3 Comments
Oct 28, 2022Liked by Aaron M. Renn

When I look at figures like Russell Moore with charity, I think one reason they think the way they do is they grew up in a time and place in which they internalized the idea that the Christian right is a powerful force, while in my formative years (in a secular-right-leaning family living in a purple area in the 90s) I internalized the idea that it's a weak, basically irrelevant force.

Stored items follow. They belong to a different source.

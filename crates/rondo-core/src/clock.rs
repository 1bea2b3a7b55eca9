//! Virtual and event clocks shared by the controller and machine threads

use std::sync::atomic::{AtomicU64, Ordering};

/// Discrete clocks of a run.
///
/// The virtual clock is simulated time advanced by the controller. The event
/// clock is finer grained: every wait call advances it, so waits issued within
/// the same virtual tick still have a total order.
#[derive(Debug, Default)]
pub struct Clocks {
    virtual_time: AtomicU64,
    event_time: AtomicU64,
}

impl Clocks {
    /// Clocks starting at zero
    pub fn new() -> Self {
        Self::default()
    }

    /// Current virtual time
    pub fn now(&self) -> u64 {
        self.virtual_time.load(Ordering::SeqCst)
    }

    /// Current event time
    pub fn event_now(&self) -> u64 {
        self.event_time.load(Ordering::SeqCst)
    }

    /// Advance virtual time by `delta`, returning the new value
    pub fn advance(&self, delta: u64) -> u64 {
        self.virtual_time.fetch_add(delta, Ordering::SeqCst) + delta
    }

    /// Move virtual time forward to `target`; never moves it backwards
    pub fn advance_to(&self, target: u64) -> u64 {
        self.virtual_time.fetch_max(target, Ordering::SeqCst).max(target)
    }

    /// Advance the event clock by one, returning the new value
    pub fn tick_event(&self) -> u64 {
        self.event_time.fetch_add(1, Ordering::SeqCst) + 1
    }

    /// Set both clocks, used when restoring a recorded branch
    pub fn restore(&self, virtual_time: u64, event_time: u64) {
        self.virtual_time.store(virtual_time, Ordering::SeqCst);
        self.event_time.store(event_time, Ordering::SeqCst);
    }

    /// Back to zero
    pub fn reset(&self) {
        self.restore(0, 0);
    }
}
//! Engine session
//!
//! State that outlives a single run: the clocks, the model-checking
//! bookkeeping and the run counter. One session is threaded explicitly through
//! every run of a verification; [`Session::reset`] starts it over.

use crate::choice::{ModelCheckingVars, Replay};
use parking_lot::Mutex;
use rondo_core::{Clocks, MachineKey};
use std::sync::atomic::{AtomicU64, Ordering};

/// Cross-run state of a verification session
#[derive(Debug, Default)]
pub struct Session {
    clocks: Clocks,
    vars: Mutex<ModelCheckingVars>,
    runs: AtomicU64,
}

impl Session {
    /// Fresh session
    pub fn new() -> Self {
        Self::default()
    }

    /// Virtual and event clocks
    pub fn clocks(&self) -> &Clocks {
        &self.clocks
    }

    /// Run `f` with exclusive access to the model-checking bookkeeping
    pub fn with_vars<R>(&self, f: impl FnOnce(&mut ModelCheckingVars) -> R) -> R {
        f(&mut *self.vars.lock())
    }

    /// Count a new run and return its number, starting at 1
    pub(crate) fn begin_run(&self) -> u64 {
        self.runs.fetch_add(1, Ordering::SeqCst) + 1
    }

    /// Runs started so far
    pub fn runs(&self) -> u64 {
        self.runs.load(Ordering::SeqCst)
    }

    /// Restore the clocks of `replay` and arm its forced decision
    pub fn prepare_replay(&self, replay: &Replay) {
        self.clocks.restore(replay.clock, replay.event_clock);
        self.with_vars(|vars| vars.arm(replay));
        tracing::debug!(
            choice_point = replay.choice_point,
            candidate = %replay.candidate,
            depth = replay.depth,
            "replay armed"
        );
    }

    pub(crate) fn take_forced(&self) -> Option<MachineKey> {
        self.with_vars(ModelCheckingVars::take_forced)
    }

    /// Clear clocks, bookkeeping and the run counter
    pub fn reset(&self) {
        self.clocks.reset();
        self.with_vars(ModelCheckingVars::reset);
        self.runs.store(0, Ordering::SeqCst);
    }
}
//! Engine configuration
//!
//! Read-only settings fixed when an engine starts: time-to-live, tick size,
//! selection policy, verification mode and model-checking criteria.

mod traits;

pub use traits::{ConfigLoad, ConfigValidation};

use crate::errors::EngineError;
use serde::{Deserialize, Serialize};
use std::fmt;
use std::str::FromStr;

/// Strategy used by the controller to pick the next admitted machine
#[derive(Debug, Clone, Copy, Default, PartialEq, Eq, Hash, Serialize, Deserialize)]
#[serde(rename_all = "snake_case")]
pub enum SelectionPolicy {
    /// Smallest condition issue time, ignoring fulfillment
    MinIssueTime,
    /// Smallest condition issue time among fulfilled machines
    MinIssueTimeAndFulfilled,
    /// Least recently executed among fulfilled machines
    #[default]
    Fairness,
}

impl fmt::Display for SelectionPolicy {
    fn fmt(&self, f: &mut fmt::Formatter<'_>) -> fmt::Result {
        let name = match self {
            SelectionPolicy::MinIssueTime => "min_issue_time",
            SelectionPolicy::MinIssueTimeAndFulfilled => "min_issue_time_and_fulfilled",
            SelectionPolicy::Fairness => "fairness",
        };
        f.write_str(name)
    }
}

impl FromStr for SelectionPolicy {
    type Err = EngineError;

    fn from_str(s: &str) -> Result<Self, Self::Err> {
        let normalized: String = s
            .chars()
            .filter(|c| *c != '_' && *c != '-')
            .flat_map(char::to_lowercase)
            .collect();
        match normalized.as_str() {
            "minissuetime" => Ok(SelectionPolicy::MinIssueTime),
            "minissuetimeandfulfilled" => Ok(SelectionPolicy::MinIssueTimeAndFulfilled),
            "fairness" => Ok(SelectionPolicy::Fairness),
            _ => Err(EngineError::configuration(format!(
                "unknown selection policy '{s}'"
            ))),
        }
    }
}

/// How an ambiguous pick is resolved
#[derive(Debug, Clone, Copy, Default, PartialEq, Eq, Hash, Serialize, Deserialize)]
#[serde(rename_all = "snake_case")]
pub enum Pick {
    /// Deterministic first element
    #[default]
    First,
    /// Seeded random element
    Random,
}

impl FromStr for Pick {
    type Err = EngineError;

    fn from_str(s: &str) -> Result<Self, Self::Err> {
        match s.to_ascii_lowercase().as_str() {
            "first" => Ok(Pick::First),
            "random" => Ok(Pick::Random),
            _ => Err(EngineError::configuration(format!("unknown pick '{s}'"))),
        }
    }
}

/// Execution strategy of a verification session
#[derive(Debug, Clone, Copy, Default, PartialEq, Eq, Serialize, Deserialize)]
#[serde(tag = "kind", rename_all = "snake_case")]
pub enum VerificationMode {
    /// One run
    #[default]
    SingleRun,
    /// `runs` independent runs with different tie-break seeds
    Simulation {
        /// Number of runs
        runs: u32,
    },
    /// Exhaustive exploration of recorded choice points
    ModelChecking {
        /// Upper bound on the number of runs, initial run included
        #[serde(default)]
        max_runs: Option<u64>,
    },
}

impl VerificationMode {
    /// Whether choice points are recorded
    pub fn records_choice_points(&self) -> bool {
        matches!(self, VerificationMode::ModelChecking { .. })
    }
}

impl fmt::Display for VerificationMode {
    fn fmt(&self, f: &mut fmt::Formatter<'_>) -> fmt::Result {
        match self {
            VerificationMode::SingleRun => f.write_str("single-run"),
            VerificationMode::Simulation { runs } => write!(f, "simulation({runs})"),
            VerificationMode::ModelChecking { max_runs: Some(max) } => {
                write!(f, "model-checking(max {max})")
            }
            VerificationMode::ModelChecking { max_runs: None } => f.write_str("model-checking"),
        }
    }
}

/// Tie-break criteria of the replay driver
#[derive(Debug, Clone, Copy, Default, PartialEq, Eq, Serialize, Deserialize)]
#[serde(default)]
pub struct ModelCheckingCriteria {
    /// Which candidate of a choice point to replay next
    pub candidate: Pick,
    /// Which recorded choice point to explore next; `first` is the most recent
    pub choice_point: Pick,
}

/// Condition kinds marked interrupted-by-choice-point when a run is cloned.
///
/// Only machines that have entered the critical section at least once are
/// marked; a machine still waiting for its first admission starts normally.
#[derive(Debug, Clone, Copy, Default, PartialEq, Eq, Serialize, Deserialize)]
#[serde(rename_all = "snake_case")]
pub enum ResumeBypass {
    /// Only user-event conditions
    UserEvent,
    /// Plain yields and user-event conditions; time waits are re-issued
    #[default]
    Untimed,
    /// Every wait
    AllWaits,
}

/// Complete engine configuration
#[derive(Debug, Clone, PartialEq, Eq, Serialize, Deserialize)]
#[serde(default)]
pub struct EngineConfig {
    /// Overall simulation time-to-live
    pub ttl: u64,
    /// Virtual-time increment per admitting controller iteration
    pub tick: u64,
    /// Selection policy
    pub policy: SelectionPolicy,
    /// Verification mode
    pub mode: VerificationMode,
    /// Tie-break among equally ranked selection candidates. Simulation
    /// always breaks ties at random, see [`EngineConfig::selection_tie_break`].
    pub tie_break: Pick,
    /// Replay driver criteria
    pub model_checking: ModelCheckingCriteria,
    /// Base seed for random tie-breaks
    pub seed: u64,
    /// Bound of the controller inbound queue
    pub queue_capacity: usize,
    /// Resumption bypass scope for cloned runs.
    ///
    /// The default [`ResumeBypass::Untimed`] also bypasses plain yields, not
    /// only user-event waits. A replayed yield would otherwise spend the
    /// forced admission on re-issuing itself. Use [`ResumeBypass::UserEvent`]
    /// to mark user-event waits only.
    pub resume_bypass: ResumeBypass,
}

impl Default for EngineConfig {
    fn default() -> Self {
        Self {
            ttl: 1000,
            tick: 1,
            policy: SelectionPolicy::Fairness,
            mode: VerificationMode::SingleRun,
            tie_break: Pick::First,
            model_checking: ModelCheckingCriteria::default(),
            seed: 0,
            queue_capacity: 64,
            resume_bypass: ResumeBypass::Untimed,
        }
    }
}

impl EngineConfig {
    /// Set the time-to-live
    pub fn with_ttl(mut self, ttl: u64) -> Self {
        self.ttl = ttl;
        self
    }

    /// Set the selection policy
    pub fn with_policy(mut self, policy: SelectionPolicy) -> Self {
        self.policy = policy;
        self
    }

    /// Set the verification mode
    pub fn with_mode(mut self, mode: VerificationMode) -> Self {
        self.mode = mode;
        self
    }

    /// Set the base seed
    pub fn with_seed(mut self, seed: u64) -> Self {
        self.seed = seed;
        self
    }

    /// Tie-break the selection policy actually uses.
    ///
    /// Simulation runs differ only by seed, so they always break ties at
    /// random; other modes follow `tie_break`.
    pub fn selection_tie_break(&self) -> Pick {
        match self.mode {
            VerificationMode::Simulation { .. } => Pick::Random,
            _ => self.tie_break,
        }
    }
}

I look at him and my initial reaction is that a prominent evangelical figure is doing things like criticizing what I might think of as trailer park Christians in the pages of the NYT -- people who have little worldly esteem and don't even occupy the heights of evangelical officialdom -- and I'm inclined to frame it as a religious elite punching down at his social and possibly intellectual lessers in order to score cheap points in the eyes of powerful worldly elites. Not a good look. But inside Moore's head, I imagine he's not a religious elite but an embattled evangelical who is actually punching up at modern-day Pharisees and Sadducees who are far more powerful than he within the church and who have links to powerful worldly figures in the Republican Party.

To that point, he probably perceives the Republican Party more as it was in his childhood, a party of powerful elites and corporate interests, while in my heart of hearts I think of it as the Mr. Magoo of political parties, the "Stupid Party" with Trump as Magoo-in-Chief and only the most tepid, grudging, and heavily paid-for support from a minority of economic elites. Putting much trust in figures like Trump might be stupid, but in my mind it's an act of desperation and weakness and not an association with the power that truly runs this world (and that clearly favors the Democrats).